Sitting in his flat in the Crimean city of Bilohirsk, about 40 kilometers northeast of the capital, Symferopol, the Tatar activist calmly ticks off the meetings he’s held with de facto authorities since his son and nephew were abducted last autumn: two talks in October. One in December. Another one in February.

At each meeting, Mr. Dzhepparov acknowledges, some small progress is made – a form signed here, an agreement struck there. He’s even met the Moscow-backed leader, Sergei Aksyonov, who promised to personally intervene.

But none of that changes the fact that a half-year later, Mr. Dzhepparov is no closer to knowing what happened to his son Islyam Dzhepparov, 19, nephew Dzhevdet Islyamov, 23, or any of the numerous Tatar men who have vanished in the year since Russia seized control of the peninsula on March 18, 2014.

“Soon it will be six months since my son and nephew went missing. There’s no trace of them,” says Mr. Dzhepparov. “I hope they’re alive and OK.”

Mr. Dzhepparov mentions other men who have vanished, like Timur Shaymardanov and Seyran Zinedinov, friends in their early 30s who had actively opposed the annexation of Crimea. The men disappeared within five days of each other in late May and haven’t been heard from since.

At least 18 Crimean Tatars have gone missing in the past year, including 39-year-old Reshat Ametov, whose dead and mutilated body was discovered two weeks after he vanished last March. No one has ever been arrested for Mr. Ametov’s killing or any of the other disappearances.

“It’s clear that we’ve spent the last year as a subject of the Russian Federation,” says Mr. Dzhepparov.

Intimidation, pressure

Crimean Tatars, the Turkic native inhabitants of the Black Sea peninsula, have been an imperiled minority since the end of World War II, when they were deported en masse to Central Asia as punishment for alleged Nazi collaboration.

Families began to return in the 1980s, but were stripped of property and land on the peninsula, where ethnic Russians had become the dominant majority.

Even after Crimea became part of Ukraine, Tatars had struggled for greater decision-making autonomy and rights. But now, once again under Moscow’s control, Tatars – who make up just 13 percent of the population on the peninsula – say their situation has grown even worse.

“Teachers and students have started acting in a really incomprehensible way toward our children,” says Gulnara Memetova, an activist and one of the organizers of last year’s mass roadside protests against military intervention and annexation by Russia.

“Even though our language is the second official language here, some of our kids have been threatened for using Tatar,” she adds. “There have been times when someone has innocently written something in Tatar or Ukrainian, and they’re called back and forced to do it again [in Russian]. It’s very unpleasant.
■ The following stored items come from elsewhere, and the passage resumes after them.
/// Computes earliest service start times for a fixed step sequence and quantifies all
/// violations. Returns an input error naming the vehicle when no schedule is realizable.
pub fn choose_eta(problem: &Problem, vehicle_rank: usize, steps: &[ValidationStep]) -> SolverResult<VehicleRoute> {
    let vehicle = &problem.vehicles[vehicle_rank];
    if steps.len() < 3 {
        return Err(SolverError::internal("validation requires start, end and at least one task"));
    }
    let n = steps.len() - 2;

    let infeasible =
        || SolverError::input(format!("infeasible route for vehicle {}", vehicle.id));
    let overflow = infeasible;

    // Per non-break task: the amount of directly following breaks and the travel to the
    // next non-break task.
    let mut break_counts: Vec<usize> = Vec::new();
    let mut durations: Vec<Duration> = Vec::new();
    let mut horizon_start = Timestamp::MAX;
    let mut horizon_end: Timestamp = 0;
    if !vehicle.time_window.is_default() {
        horizon_start = horizon_start.min(vehicle.time_window.start);
        horizon_end = horizon_end.max(vehicle.time_window.end);
    }

    let mut last_location: Option<Location> = None;
    let mut service_sum: Duration = 0;
    let mut duration_sum: Duration = 0;

    for step in steps {
        match step.step_type {
            ValidationStepType::Start => {
                last_location = vehicle.start;
                break_counts.push(0);
            }
            ValidationStepType::Job => {
                let job = &problem.jobs[step.rank];
                break_counts.push(0);

                service_sum = service_sum.checked_add(job.service).ok_or_else(overflow)?;
                for tw in job.time_windows.iter().filter(|tw| !tw.is_default()) {
                    horizon_start = horizon_start.min(tw.start);
                    horizon_end = horizon_end.max(tw.end);
                }

                let travel = last_location.map_or(0, |location| problem.matrix.duration(location, job.location));
                durations.push(travel);
                duration_sum = duration_sum.checked_add(travel).ok_or_else(overflow)?;
                last_location = Some(job.location);
            }
            ValidationStepType::Break => {
                let brk = &vehicle.breaks[step.rank];
                *break_counts.last_mut().ok_or_else(|| SolverError::internal("break before start step"))? += 1;

                service_sum = service_sum.checked_add(brk.service).ok_or_else(overflow)?;
                for tw in brk.time_windows.iter().filter(|tw| !tw.is_default()) {
                    horizon_start = horizon_start.min(tw.start);
                    horizon_end = horizon_end.max(tw.end);
                }
            }
            ValidationStepType::End => {
                let travel = match (last_location, vehicle.end) {
                    (Some(from), Some(to)) => problem.matrix.duration(from, to),
                    _ => 0,
                };
                durations.push(travel);
                duration_sum = duration_sum.checked_add(travel).ok_or_else(overflow)?;
            }
        }
    }

    // Refine the planning horizon so that lead time at startup stays expressible.
    let mut makespan_estimate = duration_sum.checked_add(service_sum).ok_or_else(overflow)?;
    if horizon_start == Timestamp::MAX {
        horizon_start = 0;
        horizon_end = makespan_estimate.checked_mul(10).ok_or_else(overflow)?;
    } else {
        if makespan_estimate == 0 {
            makespan_estimate = horizon_end - horizon_start;
        }
        horizon_start = horizon_start.saturating_sub(makespan_estimate);
        horizon_end = horizon_end.checked_add(makespan_estimate).ok_or_else(overflow)?;
    }

    // Bounds for service start variables, tightened by forward propagation, plus the
    // first time window rank still worth considering per task.
    let mut t_lb: Vec<Timestamp> = Vec::with_capacity(steps.len());
    let mut t_ub: Vec<Timestamp> = Vec::with_capacity(steps.len());
    let mut tasks: Vec<MipTask> = Vec::with_capacity(n);
    let mut previous_lb = horizon_start;
    let mut previous_service: Duration = 0;
    let mut previous_travel = durations[0];
    let mut rank_in_tasks = 0;

    for step in steps {
        let mut lb = horizon_start;
        let mut ub = horizon_end;
        if let Some(at) = step.forced_service.at {
            horizon_start = horizon_start.min(at);
            horizon_end = horizon_end.max(at);
            lb = at;
            ub = at;
        }
        if let Some(after) = step.forced_service.after {
            horizon_start = horizon_start.min(after);
            horizon_end = horizon_end.max(after);
            lb = after;
        }
        if let Some(before) = step.forced_service.before {
            horizon_start = horizon_start.min(before);
            horizon_end = horizon_end.max(before);
            ub = before;
        }

        match step.step_type {
            ValidationStepType::Start => {
                previous_lb = lb;
                rank_in_tasks += 1;
            }
            ValidationStepType::Job => {
                let job = &problem.jobs[step.rank];
                lb = lb.max(
                    previous_lb
                        .checked_add(previous_service)
                        .and_then(|time| time.checked_add(previous_travel))
                        .ok_or_else(overflow)?,
                );
                previous_lb = lb;
                previous_service = job.service;
                previous_travel = durations[rank_in_tasks];
                rank_in_tasks += 1;
            }
            ValidationStepType::Break => {
                let brk = &vehicle.breaks[step.rank];
                lb = lb.max(previous_lb.checked_add(previous_service).ok_or_else(overflow)?);
                previous_lb = lb;
                previous_service = brk.service;
            }
            ValidationStepType::End => {
                lb = lb.max(
                    previous_lb
                        .checked_add(previous_service)
                        .and_then(|time| time.checked_add(previous_travel))
                        .ok_or_else(overflow)?,
                );
            }
        }
        if ub < lb {
            return Err(infeasible());
        }
        t_lb.push(lb);
        t_ub.push(ub);

        if matches!(step.step_type, ValidationStepType::Job | ValidationStepType::Break) {
            let (time_windows, service) = match step.step_type {
                ValidationStepType::Job => {
                    let job = &problem.jobs[step.rank];
                    (&job.time_windows, job.service)
                }
                _ => {
                    let brk = &vehicle.breaks[step.rank];
                    (&brk.time_windows, brk.service)
                }
            };
            // Clamp default windows to the horizon to keep the MIP scaled.
            let time_windows: Vec<TimeWindow> = time_windows
                .iter()
                .map(|tw| TimeWindow::new(tw.start.max(horizon_start), tw.end.min(horizon_end)))
                .collect();

            tasks.push(MipTask { first_relevant_tw: first_relevant_tw_rank(&time_windows, lb), time_windows, service });
        }
    }
    debug_assert_eq!(tasks.len(), n);

    let _guard = MIP_LOCK.lock().unwrap_or_else(|poisoned| poisoned.into_inner());

    let first = solve_round(
        vehicle.time_window,
        horizon_start,
        horizon_end,
        &t_lb,
        &t_ub,
        &tasks,
        &break_counts,
        &durations,
        makespan_estimate,
        None,
    )
    .map_err(|error| match error {
        good_lp::ResolutionError::Infeasible => infeasible(),
        other => SolverError::internal(format!("mip backend failure: {other:?}")),
    })?;

    let best_makespan = first.t_values[n + 1] - first.t_values[0];
    let best_sum_y: Duration = first.y_values.iter().sum();

    let second = solve_round(
        vehicle.time_window,
        horizon_start,
        horizon_end,
        &t_lb,
        &t_ub,
        &tasks,
        &break_counts,
        &durations,
        makespan_estimate,
        Some((best_makespan, best_sum_y)),
    )
    .map_err(|error| match error {
        good_lp::ResolutionError::Infeasible => infeasible(),
        other => SolverError::internal(format!("mip backend failure: {other:?}")),
    })?;

    drop(_guard);

    Ok(assemble_route(problem, vehicle_rank, steps, &second))
}

/// Finds the rank of the first time window still relevant for a task whose propagated
/// lower bound is `lb`: windows which can only produce a worse delay than the lead time
/// of the next window are discarded.
fn first_relevant_tw_rank(time_windows: &[TimeWindow], lb: Timestamp) -> usize {
    let last_started = time_windows.iter().rposition(|tw| tw.start <= lb);

    match last_started {
        None => 0,
        Some(rank) => {
            let tw = &time_windows[rank];
            if tw.end < lb && rank + 1 < time_windows.len() {
                let next = &time_windows[rank + 1];
                if next.start - lb < lb - tw.end {
                    return rank + 1;
                }
            }
            rank
        }
    }
}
There are situations where they’re picked on for their music, for their culture.”

Riza Fazyl, a prolific novelist and the head of the Crimean Tatar Writers Organization, says Tatar literature – now dependent on Moscow’s state committee for ethnic relations and deportees for publication funding – is facing a slow death under Russian rule.

“There’s no reason for joy,” says Mr. Fazyl, 85. ”Only two books in Crimean Tatar got financing for publication last year. We haven’t seen any change for the better. We’ve already suggested six books to be published this year, but they said there’s no money.”

‘Only negatives’

The peninsula’s pro-Russian de facto government has also overseen a crackdown on Tatar media, raiding the ATR television channel and refusing to renew the license of QHA, a popular Tatar news agency.

Cultural gatherings have been largely banned or relegated to distant locations. Many rights groups have been shuttered, and the Mejlis, the highest ruling body of the Crimean Tatars, was stripped of its rights after it called on its followers to boycott the referendum and refused to recognize Russian rule.

Several of the most prominent Mejlis members, including leader Refat Chubarov and the Tatar community’s moral standard-bearer, Mustafa Dzhemilev, have been banned from the peninsula for five years.

Speaking in Brussels on March 17, Mr. Dzhemilev said a climate of fear reigns on the annexed Ukrainian peninsula, where he said “almost zero democratic freedom” remains under the de facto authorities.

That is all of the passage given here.